Premiers résultats 6 mois après la transplantation des Zostères (campagne de janvier 2010).



Sur les 6 sites de réimplantation dans l’étang de Berre, les transplants des deux espèces (Zostera noltii et Z. marina) ne se sont maintenus que sur 4 d’entre eux (Figuerolles, Anse des Merveilles, delta de l’Arc, Pointe de Berre), ils ne sont plus présents sur les sites de Saint-Chamas et Vaïne.

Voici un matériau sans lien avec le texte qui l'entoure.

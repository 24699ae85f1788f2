// =============================================================================
// Shared types used across the forecast engine
// =============================================================================

use serde::{Deserialize, Serialize};

/// Threshold separating "low" observations from everything else.
pub const LOW_THRESHOLD: f64 = 2.0;

/// Upper bound (inclusive) of the "mid" bucket.
pub const HIGH_THRESHOLD: f64 = 5.0;

/// Risk posture requested by the caller. Selects how multiple forecast votes
/// collapse into one.
#[derive(Debug, Clone, Copy, PartialEq, Eq, Hash, Serialize, Deserialize)]
pub enum Strategy {
    Conservative,
    Balanced,
    Aggressive,
}

impl Default for Strategy {
    fn default() -> Self {
        Self::Balanced
    }
}

impl Strategy {
    /// Parse a caller-supplied selector. Anything unrecognised is `Balanced`.
    pub fn parse_lenient(s: &str) -> Self {
        match s.trim().to_lowercase().as_str() {
            "conservative" => Self::Conservative,
            "aggressive" => Self::Aggressive,
            _ => Self::Balanced,
        }
    }
}

impl std::fmt::Display for Strategy {
    fn fmt(&self, f: &mut std::fmt::Formatter<'_>) -> std::fmt::Result {
        match self {
            Self::Conservative => write!(f, "Conservative"),
            Self::Balanced => write!(f, "Balanced"),
            Self::Aggressive => write!(f, "Aggressive"),
        }
    }
}

/// Confidence label attached to a forecast. Ordinals run 1..=4.
#[derive(Debug, Clone, Copy, PartialEq, Eq, Serialize, Deserialize)]
pub enum ConfidenceLabel {
    Low,
    Medium,
    High,
    #[serde(rename = "EXTREME")]
    Extreme,
}

impl ConfidenceLabel {
    pub fn ordinal(self) -> u8 {
        match self {
            Self::Low => 1,
            Self::Medium => 2,
            Self::High => 3,
            Self::Extreme => 4,
        }
    }

    /// Inverse of [`ordinal`](Self::ordinal). Out-of-range values yield `None`.
    pub fn from_ordinal(ordinal: i64) -> Option<Self> {
        match ordinal {
            1 => Some(Self::Low),
            2 => Some(Self::Medium),
            3 => Some(Self::High),
            4 => Some(Self::Extreme),
            _ => None,
        }
    }
}

impl std::fmt::Display for ConfidenceLabel {
    fn fmt(&self, f: &mut std::fmt::Formatter<'_>) -> std::fmt::Result {
        match self {
            Self::Low => write!(f, "Low"),
            Self::Medium => write!(f, "Medium"),
            Self::High => write!(f, "High"),
            Self::Extreme => write!(f, "EXTREME"),
        }
    }
}

/// Format a multiplier the way every outbound prediction is rendered.
pub fn format_multiplier(value: f64) -> String {
    format!("{value:.2}x")
}

/// Parse "3.25x" / "3.25" into a float. Returns `None` for anything else.
pub fn parse_multiplier(text: &str) -> Option<f64> {
    let trimmed = text.trim();
    let digits = trimmed
        .strip_suffix('x')
        .or_else(|| trimmed.strip_suffix('X'))
        .unwrap_or(trimmed)
        .trim();
    digits.parse::<f64>().ok().filter(|v| v.is_finite())
}

#[cfg(test)]
mod tests {
    use super::*;

    #[test]
    fn strategy_parse_defaults_to_balanced() {
        assert_eq!(Strategy::parse_lenient("Conservative"), Strategy::Conservative);
        assert_eq!(Strategy::parse_lenient("aggressive"), Strategy::Aggressive);
        assert_eq!(Strategy::parse_lenient("YOLO"), Strategy::Balanced);
        assert_eq!(Strategy::default(), Strategy::Balanced);
    }

    #[test]
    fn confidence_serialises_with_wire_spelling() {
        let json = serde_json::to_string(&ConfidenceLabel::Extreme).unwrap();
        assert_eq!(json, "\"EXTREME\"");
        let back: ConfidenceLabel = serde_json::from_str("\"Medium\"").unwrap();
        assert_eq!(back, ConfidenceLabel::Medium);
        assert!(serde_json::from_str::<ConfidenceLabel>("\"Extreme\"").is_err());
    }

    #[test]
    fn confidence_ordinal_roundtrip() {
        for label in [
            ConfidenceLabel::Low,
            ConfidenceLabel::Medium,
            ConfidenceLabel::High,
            ConfidenceLabel::Extreme,
        ] {
            assert_eq!(ConfidenceLabel::from_ordinal(label.ordinal() as i64), Some(label));
        }
        assert_eq!(ConfidenceLabel::from_ordinal(0), None);
        assert_eq!(ConfidenceLabel::from_ordinal(5), None);
    }

    #[test]
    fn multiplier_parsing() {
        assert_eq!(parse_multiplier("3.25x"), Some(3.25));
        assert_eq!(parse_multiplier(" 2 "), Some(2.0));
        assert_eq!(parse_multiplier("abc"), None);
        assert_eq!(format_multiplier(3.3), "3.30x");
    }
}
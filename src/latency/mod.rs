// =============================================================================
// Latency
// =============================================================================

pub mod monitor;

pub use monitor::{HealthStatus, LatencyMonitor};

/// Operation name for one full oracle fan-out.
pub const ORACLE_PREDICTION: &str = "oracle_prediction";

/// Operation name for one audit sink write.
pub const AUDIT_WRITE: &str = "audit_write";
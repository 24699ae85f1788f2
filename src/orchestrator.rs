// =============================================================================
// Orchestrator — concurrent oracle fan-out with settle-all semantics
// =============================================================================
//
// One spawned task per posture, submitted in configuration order. Every call
// is bounded by `call_timeout`; a call that overruns is abandoned (its task is
// detached, not cancelled) and counted as failed. The orchestrator waits for
// every call to settle and keeps only the answers that decode into a vote.
// There are no retries.
// =============================================================================

use std::sync::Arc;
use std::time::Duration;

use futures_util::future::join_all;
use tracing::{debug, warn};

use crate::error::PredictError;
use crate::oracle::{decode_vote, ForecastOracle, ForecastVote, OracleCallError, Posture};

/// One call that did not produce a vote.
#[derive(Debug, Clone, PartialEq)]
pub struct CallFailure {
    pub posture: String,
    pub error: OracleCallError,
}

/// Settled outcome of one fan-out.
#[derive(Debug, Clone, Default)]
pub struct FanOutReport {
    /// Decoded votes in submission order.
    pub votes: Vec<ForecastVote>,
    pub failures: Vec<CallFailure>,
}

impl FanOutReport {
    pub fn attempts(&self) -> usize {
        self.votes.len() + self.failures.len()
    }

    /// The votes, or `AllOraclesFailed` when there are none.
    pub fn into_votes(self) -> Result<Vec<ForecastVote>, PredictError> {
        if !self.votes.is_empty() {
            return Ok(self.votes);
        }
        let attempts = self.attempts();
        let last_error = self
            .failures
            .last()
            .map(|f| f.error.to_string())
            .unwrap_or_else(|| "no oracle postures configured".to_string());
        Err(PredictError::AllOraclesFailed {
            attempts,
            last_error,
        })
    }
}

pub struct Orchestrator {
    oracle: Arc<dyn ForecastOracle>,
    postures: Vec<Posture>,
    call_timeout: Duration,
}

impl Orchestrator {
    pub fn new(oracle: Arc<dyn ForecastOracle>, postures: Vec<Posture>, call_timeout: Duration) -> Self {
        Self {
            oracle,
            postures,
            call_timeout,
        }
    }

    /// Issue one call per posture and wait for all of them to settle.
    pub async fn fan_out(&self, prompt: &str) -> FanOutReport {
        let prompt: Arc<str> = Arc::from(prompt);

        let handles: Vec<_> = self
            .postures
            .iter()
            .map(|posture| {
                let oracle = Arc::clone(&self.oracle);
                let prompt = Arc::clone(&prompt);
                let temperature = posture.temperature;
                tokio::spawn(async move { oracle.complete(&prompt, temperature).await })
            })
            .collect();

        let timeout = self.call_timeout;
        let settled = join_all(
            handles
                .into_iter()
                .map(|handle| tokio::time::timeout(timeout, handle)),
        )
        .await;

        let mut report = FanOutReport::default();
        for (order, (posture, outcome)) in self.postures.iter().zip(settled).enumerate() {
            let result = match outcome {
                Err(_elapsed) => Err(OracleCallError::Timeout(timeout)),
                Ok(Err(join_err)) => Err(OracleCallError::TaskFailed(join_err.to_string())),
                Ok(Ok(Err(call_err))) => Err(call_err),
                Ok(Ok(Ok(text))) => {
                    decode_vote(&text, posture.temperature, order).map_err(OracleCallError::from)
                }
            };

            match result {
                Ok(vote) => {
                    debug!(posture = %posture.name, prediction = vote.prediction, "oracle vote accepted");
                    report.votes.push(vote);
                }
                Err(error) => {
                    warn!(posture = %posture.name, error = %error, "oracle call failed");
                    report.failures.push(CallFailure {
                        posture: posture.name.clone(),
                        error,
                    });
                }
            }
        }

        report
    }
}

En première évaluation, les principales contraintes identifiées sont : l’accumulation d’ulves sur les transplants (qui limitent la pénétration de la lumière et créent des micro-conditions défavorables), et d’une manière plus générale le confinement des zones et l‘eutrophisation de l’eau.

Parmi les 4 sites présentant encore des transplants vivants à T+6mois, les meilleurs taux de survie sont relevés sur les sites de l’Arc et de la Pointe de Berre, à noter que ce sont également les deux sites sur lesquels se maintiennent encore les herbiers indigènes.

D’un point de vue méthodologique, les techniques des boutures simples et des mottes, donnent des résultats globalement comparables, pour autant la cohésion des rhizomes au sein des mottes confère à ces transplants une meilleure protection contre l’érosion par l’hydrodynamisme.

En conclusion, les résultats à 6 mois permettent d’abord de confirmer la validité de la méthode de transplantation appliquée. Quand à la survie des transplants, les conclusions ne pourront être définitives qu’à l’issue du second cycle annuel (fin du printemps 2011), en particulier après que les transplants aient passé l’été, période de stress important (pertes lumineuses liées au facteurs de l’eutrophisation, turbidité de l’eau, épiphytisme,..).